Cult leader Charles Manson, whose followers killed actress Sharon Tate and six others in 1969, has died. He was 83.

A spokeswoman for the California Department of Corrections said Manson died of natural causes on Sunday night.

The gory slayings horrified the world and revealed a violent underbelly of a counterculture that preached peace and love.

The killings occurred on successive August nights and terrorised the city of Los Angeles.

Tate, who was nearly nine months pregnant, was found stabbed repeatedly in her Hollywood mansion, along with several of her friends. Other victims included coffee heiress Abigail Folger and celebrity hair stylist Jay Sebring.

The next night a wealthy couple was killed in a similar fashion.

Investigators learned Manson sent a group of disaffected young followers to commit murder as part of a twisted, quasi-religious belief that it would launch a race war.

* The powers of manipulation that Manson used on his followers were honed in prison when he took a class based on "How to Win Friends and Influence People," the 1936 book by self-help guru Dale Carnegie, according to the biography "Manson."

* Hoping to boost his music career, Manson became friends with Beach Boys drummer Dennis Wilson and producer Terry Melcher. He later became upset with Melcher, who was the son of actress Doris Day, because he did not make a record with him. The first round of murders by Manson's followers occurred in the house where Melcher had previously lived.

* Before the killings, the Beach Boys recorded a song Manson wrote titled "Never Learn Not to Love." Later, Guns N' Roses recorded his "Look at Your Game Girl" and Marilyn Manson, whose stage name was partly inspired by the killer, used lyrics from Manson's "Mechanical Man" in his song "My Monkey." Trent Reznor, front man for the band Nine Inch Nails, lived in the house where the Tate murders occurred.
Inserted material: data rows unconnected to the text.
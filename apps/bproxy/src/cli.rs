use bproxy_common::BridgeConfigPatch;
use clap::Parser;

#[derive(Debug, Parser)]
#[command(name = "bproxy", version, about = "Bridges browser-hosted chat services to an OpenAI-compatible streaming API")]
pub struct Cli {
    #[arg(long, env = "BPROXY_HOST")]
    pub host: Option<String>,
    #[arg(long, env = "BPROXY_PORT")]
    pub port: Option<u16>,
    /// Directory holding one JSON credential file per account.
    #[arg(long, env = "BPROXY_ACCOUNTS_DIR")]
    pub accounts_dir: Option<String>,
    #[arg(long, env = "BPROXY_CLIENT_ID")]
    pub client_id: Option<String>,
    #[arg(long, env = "BPROXY_CLIENT_SECRET")]
    pub client_secret: Option<String>,
    /// Seconds before expiry at which tokens are refreshed ahead of use.
    #[arg(long, env = "BPROXY_REFRESH_SKEW_SECS")]
    pub refresh_skew_secs: Option<i64>,
    /// First port tried for the loopback OAuth redirect listener.
    #[arg(long, env = "BPROXY_REDIRECT_PORT_START")]
    pub redirect_port_start: Option<u16>,
    /// Last port tried for the loopback OAuth redirect listener.
    #[arg(long, env = "BPROXY_REDIRECT_PORT_END")]
    pub redirect_port_end: Option<u16>,
    #[arg(long, env = "BPROXY_UPSTREAM_BASE_URL")]
    pub upstream_base_url: Option<String>,
}

impl Cli {
    pub fn into_patch(self) -> BridgeConfigPatch {
        BridgeConfigPatch {
            host: self.host,
            port: self.port,
            accounts_dir: self.accounts_dir,
            client_id: self.client_id,
            client_secret: self.client_secret,
            refresh_skew_secs: self.refresh_skew_secs,
            redirect_port_start: self.redirect_port_start,
            redirect_port_end: self.redirect_port_end,
            upstream_base_url: self.upstream_base_url,
        }
    }
}
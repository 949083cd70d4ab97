use std::fs;
use std::path::{Path, PathBuf};

use serde::{Deserialize, Serialize};
use serde_json::{json, Value as JsonValue};
use tracing::warn;

use crate::credential::Credential;

#[derive(Debug, thiserror::Error)]
pub enum StoreError {
    #[error("accounts directory {dir}: {source}")]
    Io {
        dir: String,
        #[source]
        source: std::io::Error,
    },
    #[error("credential file {path} could not be written: {source}")]
    Write {
        path: String,
        #[source]
        source: std::io::Error,
    },
}

/// On-disk credential record: `{ id, email, token: { ... } }`.
/// Only the `token` object is rewritten on refresh.
#[derive(Debug, Serialize, Deserialize)]
struct CredentialFile {
    id: String,
    email: String,
    token: TokenRecord,
}

#[derive(Debug, Serialize, Deserialize)]
struct TokenRecord {
    access_token: String,
    refresh_token: String,
    #[serde(default)]
    expires_in: i64,
    expiry_timestamp: i64,
    #[serde(default, skip_serializing_if = "Option::is_none")]
    project_id: Option<String>,
}

/// Loads and persists per-account credential files. One JSON file per
/// account; writes are atomic (temp file + rename in the same directory).
#[derive(Debug, Clone)]
pub struct CredentialStore {
    dir: PathBuf,
}

impl CredentialStore {
    pub fn new(dir: impl Into<PathBuf>) -> Self {
        Self { dir: dir.into() }
    }

    pub fn dir(&self) -> &Path {
        &self.dir
    }

    /// Reads every credential file in the directory. A missing directory is
    /// created and treated as empty. Files that fail to parse are logged and
    /// skipped so one corrupt record cannot take the pool down.
    pub fn load_all(&self) -> Result<Vec<Credential>, StoreError> {
        fs::create_dir_all(&self.dir).map_err(|source| StoreError::Io {
            dir: self.dir.display().to_string(),
            source,
        })?;
        let entries = fs::read_dir(&self.dir).map_err(|source| StoreError::Io {
            dir: self.dir.display().to_string(),
            source,
        })?;

        let mut credentials = Vec::new();
        for entry in entries {
            let entry = entry.map_err(|source| StoreError::Io {
                dir: self.dir.display().to_string(),
                source,
            })?;
            let path = entry.path();
            if path.extension().and_then(|ext| ext.to_str()) != Some("json") {
                continue;
            }
            match self.read_one(&path) {
                Ok(credential) => credentials.push(credential),
                Err(err) => {
                    warn!(path = %path.display(), error = %err, "skipping unreadable credential file");
                }
            }
        }
        credentials.sort_by(|a, b| a.id.cmp(&b.id));
        Ok(credentials)
    }

    fn read_one(&self, path: &Path) -> Result<Credential, Box<dyn std::error::Error>> {
        let raw = fs::read_to_string(path)?;
        let file: CredentialFile = serde_json::from_str(&raw)?;
        Ok(Credential {
            id: file.id,
            email: file.email,
            access_token: file.token.access_token,
            refresh_token: file.token.refresh_token,
            expires_at: file.token.expiry_timestamp,
            project_id: file.token.project_id,
            storage_path: path.to_path_buf(),
        })
    }

    /// Writes a brand-new credential record. The file is named after the
    /// credential id; the returned credential carries the storage path.
    pub fn create(&self, credential: &Credential) -> Result<PathBuf, StoreError> {
        fs::create_dir_all(&self.dir).map_err(|source| StoreError::Io {
            dir: self.dir.display().to_string(),
            source,
        })?;
        let path = self.dir.join(format!("{}.json", credential.id));
        let file = CredentialFile {
            id: credential.id.clone(),
            email: credential.email.clone(),
            token: TokenRecord {
                access_token: credential.access_token.clone(),
                refresh_token: credential.refresh_token.clone(),
                expires_in: 0,
                expiry_timestamp: credential.expires_at,
                project_id: credential.project_id.clone(),
            },
        };
        let body = serde_json::to_string_pretty(&file).unwrap_or_default();
        self.write_atomic(&path, body.as_bytes())?;
        Ok(path)
    }

    /// Rewrites only the token fields of an existing record: read, merge into
    /// the parsed document, write back. Sibling fields the current schema
    /// does not know about survive untouched.
    pub fn persist(&self, credential: &Credential) -> Result<(), StoreError> {
        let path = if credential.storage_path.as_os_str().is_empty() {
            self.dir.join(format!("{}.json", credential.id))
        } else {
            credential.storage_path.clone()
        };

        // A missing, unparseable, or non-object document is replaced by a
        // fresh root; anything else is merged in place.
        let mut doc: JsonValue = fs::read_to_string(&path)
            .ok()
            .and_then(|raw| serde_json::from_str(&raw).ok())
            .filter(JsonValue::is_object)
            .unwrap_or_else(|| {
                json!({
                    "id": credential.id,
                    "email": credential.email,
                })
            });

        let token = doc.as_object_mut().map(|root| {
            let token = root.entry("token").or_insert_with(|| json!({}));
            if !token.is_object() {
                *token = json!({});
            }
            token
        });
        if let Some(JsonValue::Object(token)) = token {
            token.insert("access_token".to_string(), json!(credential.access_token));
            token.insert("refresh_token".to_string(), json!(credential.refresh_token));
            token.insert("expiry_timestamp".to_string(), json!(credential.expires_at));
            if let Some(project_id) = credential.project_id.as_deref() {
                token.insert("project_id".to_string(), json!(project_id));
            }
        }

        let body = serde_json::to_string_pretty(&doc).unwrap_or_default();
        self.write_atomic(&path, body.as_bytes())
    }

    fn write_atomic(&self, path: &Path, body: &[u8]) -> Result<(), StoreError> {
        let tmp = path.with_extension("json.tmp");
        let write = fs::write(&tmp, body).and_then(|_| fs::rename(&tmp, path));
        write.map_err(|source| StoreError::Write {
            path: path.display().to_string(),
            source,
        })
    }
}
* Manson was anything but a model prisoner after his conviction in the Tate-LaBianca murders. He was involved in frequent fights, set his mattress on fire, was disciplined for possessing weapons and selling drugs to inmates and often refused to participate in rehabilitation programs or psychiatric evaluation. He suffered serious burns in 1984 when an inmate set him on fire.

* According to movie lore, Anthony Hopkins studied videotapes of Manson in preparation for his role Hannibal Lecter in "Silence of the Lambs," but Hopkins denied it.